Stored data:

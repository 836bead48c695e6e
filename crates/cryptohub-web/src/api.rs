//! gloo-net transport for the CryptoHub REST API.
//!
//! Every request races a timer; when the timer wins the fetch is aborted
//! through its `AbortController` and the caller sees `TransportError::Timeout`.

use cryptohub_session::transport::{ApiRequest, ApiResponse, HttpTransport, Method};
use cryptohub_session::{ApiClient, ClientConfig, TransportError};
use futures::future::{select, Either};
use gloo_net::http::Request;
use gloo_timers::future::TimeoutFuture;
use web_sys::AbortController;

use crate::storage::BrowserStore;

/// REST client wired to the browser.
pub type Client = ApiClient<GlooTransport, BrowserStore>;

#[derive(Debug, Clone)]
pub struct GlooTransport {
    config: ClientConfig,
}

impl GlooTransport {
    pub fn new(config: &ClientConfig) -> Self {
        Self {
            config: config.clone(),
        }
    }

    async fn exchange(
        &self,
        request: ApiRequest,
        controller: &AbortController,
    ) -> Result<ApiResponse, TransportError> {
        let url = self.config.url(&request.path);
        let signal = controller.signal();

        let mut builder = match request.method {
            Method::Get => Request::get(&url),
            Method::Post => Request::post(&url),
        }
        .abort_signal(Some(&signal));
        if let Some(auth) = request.authorization() {
            builder = builder.header("Authorization", &auth);
        }

        let resp = match request.body {
            Some(body) => builder
                .json(&body)
                .map_err(|e| TransportError::Network(e.to_string()))?
                .send()
                .await,
            None => builder.send().await,
        }
        .map_err(|e| TransportError::Network(e.to_string()))?;

        let status = resp.status();
        let body = resp
            .text()
            .await
            .map_err(|e| TransportError::Network(e.to_string()))?;
        Ok(ApiResponse { status, body })
    }
}

impl HttpTransport for GlooTransport {
    async fn send(&self, request: ApiRequest) -> Result<ApiResponse, TransportError> {
        let controller = AbortController::new()
            .map_err(|e| TransportError::Network(format!("AbortController: {e:?}")))?;
        let millis = u32::try_from(self.config.request_timeout.as_millis()).unwrap_or(u32::MAX);

        let exchange = Box::pin(self.exchange(request, &controller));
        let timer = Box::pin(TimeoutFuture::new(millis));

        let outcome = match select(exchange, timer).await {
            Either::Left((result, _)) => result,
            Either::Right(((), _)) => {
                controller.abort();
                Err(TransportError::Timeout)
            }
        };
        outcome
    }
}
//! Client-side form validation. Nothing here touches the network.

use std::sync::LazyLock;

use regex::Regex;
use thiserror::Error;

use crate::models::{
    CreateInvestmentRequest, LoginRequest, RegisterRequest, TransferRequest, WithdrawRequest,
};

pub const MIN_PASSWORD_LEN: usize = 6;
pub const MIN_USERNAME_LEN: usize = 3;

static EMAIL_RE: LazyLock<Regex> =
    LazyLock::new(|| Regex::new(r"\S+@\S+\.\S+").expect("email regex is valid"));

#[derive(Debug, Clone, PartialEq, Eq, Error)]
pub enum ValidationError {
    #[error("Please enter your email and password.")]
    MissingCredentials,
    #[error("Please fill in all fields.")]
    MissingFields,
    #[error("Passwords do not match.")]
    PasswordMismatch,
    #[error("Password must be at least {} characters long.", MIN_PASSWORD_LEN)]
    PasswordTooShort,
    #[error("Username must be at least {} characters long.", MIN_USERNAME_LEN)]
    UsernameTooShort,
    #[error("Please enter a valid email address.")]
    InvalidEmail,
    #[error("You must accept the terms and conditions.")]
    TermsNotAccepted,
    #[error("Please enter a valid amount greater than zero.")]
    InvalidAmount,
    #[error("Please enter the {0}.")]
    MissingField(&'static str),
}

pub fn is_valid_email(email: &str) -> bool {
    EMAIL_RE.is_match(email)
}

/// Parse a user-entered amount: finite and strictly positive.
pub fn parse_amount(raw: &str) -> Result<f64, ValidationError> {
    match raw.trim().parse::<f64>() {
        Ok(v) if v.is_finite() && v > 0.0 => Ok(v),
        _ => Err(ValidationError::InvalidAmount),
    }
}

fn required(value: &str, label: &'static str) -> Result<String, ValidationError> {
    let trimmed = value.trim();
    if trimmed.is_empty() {
        Err(ValidationError::MissingField(label))
    } else {
        Ok(trimmed.to_string())
    }
}

// ── Login ───────────────────────────────────────────────────────────

#[derive(Debug, Clone, Default)]
pub struct LoginForm {
    pub email: String,
    pub password: String,
}

impl LoginForm {
    pub fn new(email: impl Into<String>, password: impl Into<String>) -> Self {
        Self {
            email: email.into(),
            password: password.into(),
        }
    }

    pub fn validate(&self) -> Result<LoginRequest, ValidationError> {
        let email = self.email.trim();
        if email.is_empty() || self.password.is_empty() {
            return Err(ValidationError::MissingCredentials);
        }
        if !is_valid_email(email) {
            return Err(ValidationError::InvalidEmail);
        }
        Ok(LoginRequest {
            email: email.to_string(),
            password: self.password.clone(),
        })
    }
}

// ── Registration ────────────────────────────────────────────────────

#[derive(Debug, Clone, Default)]
pub struct RegisterForm {
    pub firstname: String,
    pub lastname: String,
    pub username: String,
    pub email: String,
    pub password: String,
    pub confirm_password: String,
    pub accept_terms: bool,
}

impl RegisterForm {
    /// Checks run in a fixed order and stop at the first failure:
    /// required fields, password match, password length, username length,
    /// email format, terms.
    pub fn validate(&self) -> Result<RegisterRequest, ValidationError> {
        let firstname = self.firstname.trim();
        let lastname = self.lastname.trim();
        let username = self.username.trim();
        let email = self.email.trim();

        if [firstname, lastname, username, email].iter().any(|f| f.is_empty())
            || self.password.is_empty()
            || self.confirm_password.is_empty()
        {
            return Err(ValidationError::MissingFields);
        }
        if self.password != self.confirm_password {
            return Err(ValidationError::PasswordMismatch);
        }
        if self.password.chars().count() < MIN_PASSWORD_LEN {
            return Err(ValidationError::PasswordTooShort);
        }
        if username.chars().count() < MIN_USERNAME_LEN {
            return Err(ValidationError::UsernameTooShort);
        }
        if !is_valid_email(email) {
            return Err(ValidationError::InvalidEmail);
        }
        if !self.accept_terms {
            return Err(ValidationError::TermsNotAccepted);
        }

        Ok(RegisterRequest {
            firstname: firstname.to_string(),
            lastname: lastname.to_string(),
            username: username.to_string(),
            email: email.to_string(),
            password: self.password.clone(),
        })
    }
}

// ── Wallet forms ────────────────────────────────────────────────────

#[derive(Debug, Clone, Default)]
pub struct TransferForm {
    pub recipient: String,
    pub asset: String,
    pub amount: String,
}

impl TransferForm {
    pub fn validate(&self) -> Result<TransferRequest, ValidationError> {
        Ok(TransferRequest {
            recipient: required(&self.recipient, "recipient")?,
            asset: required(&self.asset, "asset")?,
            amount: parse_amount(&self.amount)?,
        })
    }
}

#[derive(Debug, Clone, Default)]
pub struct WithdrawForm {
    pub address: String,
    pub asset: String,
    pub amount: String,
}

impl WithdrawForm {
    pub fn validate(&self) -> Result<WithdrawRequest, ValidationError> {
        Ok(WithdrawRequest {
            address: required(&self.address, "destination address")?,
            asset: required(&self.asset, "asset")?,
            amount: parse_amount(&self.amount)?,
        })
    }
}

#[derive(Debug, Clone, Default)]
pub struct InvestmentForm {
    pub plan: String,
    pub asset: String,
    pub amount: String,
}

impl InvestmentForm {
    pub fn validate(&self) -> Result<CreateInvestmentRequest, ValidationError> {
        Ok(CreateInvestmentRequest {
            plan: required(&self.plan, "investment plan")?,
            asset: required(&self.asset, "asset")?,
            amount: parse_amount(&self.amount)?,
        })
    }
}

» WORK INSTRUCTIONS
The records are to be duplicated in full, with every word kept exactly.

» ANSWER
repository 836bead48c695e6e
filename crates/cryptohub-web/src/api.rs
//! gloo-net transport for the CryptoHub REST API.
//!
//! Every request races a timer; when the timer wins the fetch is aborted
//! through its `AbortController` and the caller sees `TransportError::Timeout`.

use cryptohub_session::transport::{ApiRequest, ApiResponse, HttpTransport, Method};
use cryptohub_session::{ApiClient, ClientConfig, TransportError};
use futures::future::{select, Either};
use gloo_net::http::Request;
use gloo_timers::future::TimeoutFuture;
use web_sys::AbortController;

use crate::storage::BrowserStore;

/// REST client wired to the browser.
pub type Client = ApiClient<GlooTransport, BrowserStore>;

#[derive(Debug, Clone)]
pub struct GlooTransport {
    config: ClientConfig,
}

impl GlooTransport {
    pub fn new(config: &ClientConfig) -> Self {
        Self {
            config: config.clone(),
        }
    }

    async fn exchange(
        &self,
        request: ApiRequest,
        controller: &AbortController,
    ) -> Result<ApiResponse, TransportError> {
        let url = self.config.url(&request.path);
        let signal = controller.signal();

        let mut builder = match request.method {
            Method::Get => Request::get(&url),
            Method::Post => Request::post(&url),
        }
        .abort_signal(Some(&signal));
        if let Some(auth) = request.authorization() {
            builder = builder.header("Authorization", &auth);
        }

        let resp = match request.body {
            Some(body) => builder
                .json(&body)
                .map_err(|e| TransportError::Network(e.to_string()))?
                .send()
                .await,
            None => builder.send().await,
        }
        .map_err(|e| TransportError::Network(e.to_string()))?;

        let status = resp.status();
        let body = resp
            .text()
            .await
            .map_err(|e| TransportError::Network(e.to_string()))?;
        Ok(ApiResponse { status, body })
    }
}

impl HttpTransport for GlooTransport {
    async fn send(&self, request: ApiRequest) -> Result<ApiResponse, TransportError> {
        let controller = AbortController::new()
            .map_err(|e| TransportError::Network(format!("AbortController: {e:?}")))?;
        let millis = u32::try_from(self.config.request_timeout.as_millis()).unwrap_or(u32::MAX);

        let exchange = Box::pin(self.exchange(request, &controller));
        let timer = Box::pin(TimeoutFuture::new(millis));

        let outcome = match select(exchange, timer).await {
            Either::Left((result, _)) => result,
            Either::Right(((), _)) => {
                controller.abort();
                Err(TransportError::Timeout)
            }
        };
        outcome
    }
}
//! Client-side form validation. Nothing here touches the network.

use std::sync::LazyLock;

use regex::Regex;
use thiserror::Error;

use crate::models::{
    CreateInvestmentRequest, LoginRequest, RegisterRequest, TransferRequest, WithdrawRequest,
};

pub const MIN_PASSWORD_LEN: usize = 6;
pub const MIN_USERNAME_LEN: usize = 3;

static EMAIL_RE: LazyLock<Regex> =
    LazyLock::new(|| Regex::new(r"\S+@\S+\.\S+").expect("email regex is valid"));

#[derive(Debug, Clone, PartialEq, Eq, Error)]
pub enum ValidationError {
    #[error("Please enter your email and password.")]
    MissingCredentials,
    #[error("Please fill in all fields.")]
    MissingFields,
    #[error("Passwords do not match.")]
    PasswordMismatch,
    #[error("Password must be at least {} characters long.", MIN_PASSWORD_LEN)]
    PasswordTooShort,
    #[error("Username must be at least {} characters long.", MIN_USERNAME_LEN)]
    UsernameTooShort,
    #[error("Please enter a valid email address.")]
    InvalidEmail,
    #[error("You must accept the terms and conditions.")]
    TermsNotAccepted,
    #[error("Please enter a valid amount greater than zero.")]
    InvalidAmount,
    #[error("Please enter the {0}.")]
    MissingField(&'static str),
}

pub fn is_valid_email(email: &str) -> bool {
    EMAIL_RE.is_match(email)
}

/// Parse a user-entered amount: finite and strictly positive.
pub fn parse_amount(raw: &str) -> Result<f64, ValidationError> {
    match raw.trim().parse::<f64>() {
        Ok(v) if v.is_finite() && v > 0.0 => Ok(v),
        _ => Err(ValidationError::InvalidAmount),
    }
}

fn required(value: &str, label: &'static str) -> Result<String, ValidationError> {
    let trimmed = value.trim();
    if trimmed.is_empty() {
        Err(ValidationError::MissingField(label))
    } else {
        Ok(trimmed.to_string())
    }
}

// ── Login ───────────────────────────────────────────────────────────

#[derive(Debug, Clone, Default)]
pub struct LoginForm {
    pub email: String,
    pub password: String,
}

impl LoginForm {
    pub fn new(email: impl Into<String>, password: impl Into<String>) -> Self {
        Self {
            email: email.into(),
            password: password.into(),
        }
    }

    pub fn validate(&self) -> Result<LoginRequest, ValidationError> {
        let email = self.email.trim();
        if email.is_empty() || self.password.is_empty() {
            return Err(ValidationError::MissingCredentials);
        }
        if !is_valid_email(email) {
            return Err(ValidationError::InvalidEmail);
        }
        Ok(LoginRequest {
            email: email.to_string(),
            password: self.password.clone(),
        })
    }
}

// ── Registration ────────────────────────────────────────────────────

#[derive(Debug, Clone, Default)]
pub struct RegisterForm {
    pub firstname: String,
    pub lastname: String,
    pub username: String,
    pub email: String,
    pub password: String,
    pub confirm_password: String,
    pub accept_terms: bool,
}

impl RegisterForm {
    /// Checks run in a fixed order and stop at the first failure:
    /// required fields, password match, password length, username length,
    /// email format, terms.
    pub fn validate(&self) -> Result<RegisterRequest, ValidationError> {
        let firstname = self.firstname.trim();
        let lastname = self.lastname.trim();
        let username = self.username.trim();
        let email = self.email.trim();

        if [firstname, lastname, username, email].iter().any(|f| f.is_empty())
            || self.password.is_empty()
            || self.confirm_password.is_empty()
        {
            return Err(ValidationError::MissingFields);
        }
        if self.password != self.confirm_password {
            return Err(ValidationError::PasswordMismatch);
        }
        if self.password.chars().count() < MIN_PASSWORD_LEN {
            return Err(ValidationError::PasswordTooShort);
        }
        if username.chars().count() < MIN_USERNAME_LEN {
            return Err(ValidationError::UsernameTooShort);
        }
        if !is_valid_email(email) {
            return Err(ValidationError::InvalidEmail);
        }
        if !self.accept_terms {
            return Err(ValidationError::TermsNotAccepted);
        }

        Ok(RegisterRequest {
            firstname: firstname.to_string(),
            lastname: lastname.to_string(),
            username: username.to_string(),
            email: email.to_string(),
            password: self.password.clone(),
        })
    }
}

// ── Wallet forms ────────────────────────────────────────────────────

#[derive(Debug, Clone, Default)]
pub struct TransferForm {
    pub recipient: String,
    pub asset: String,
    pub amount: String,
}

impl TransferForm {
    pub fn validate(&self) -> Result<TransferRequest, ValidationError> {
        Ok(TransferRequest {
            recipient: required(&self.recipient, "recipient")?,
            asset: required(&self.asset, "asset")?,
            amount: parse_amount(&self.amount)?,
        })
    }
}

#[derive(Debug, Clone, Default)]
pub struct WithdrawForm {
    pub address: String,
    pub asset: String,
    pub amount: String,
}

impl WithdrawForm {
    pub fn validate(&self) -> Result<WithdrawRequest, ValidationError> {
        Ok(WithdrawRequest {
            address: required(&self.address, "destination address")?,
            asset: required(&self.asset, "asset")?,
            amount: parse_amount(&self.amount)?,
        })
    }
}

#[derive(Debug, Clone, Default)]
pub struct InvestmentForm {
    pub plan: String,
    pub asset: String,
    pub amount: String,
}

impl InvestmentForm {
    pub fn validate(&self) -> Result<CreateInvestmentRequest, ValidationError> {
        Ok(CreateInvestmentRequest {
            plan: required(&self.plan, "investment plan")?,
            asset: required(&self.asset, "asset")?,
            amount: parse_amount(&self.amount)?,
        })
    }
}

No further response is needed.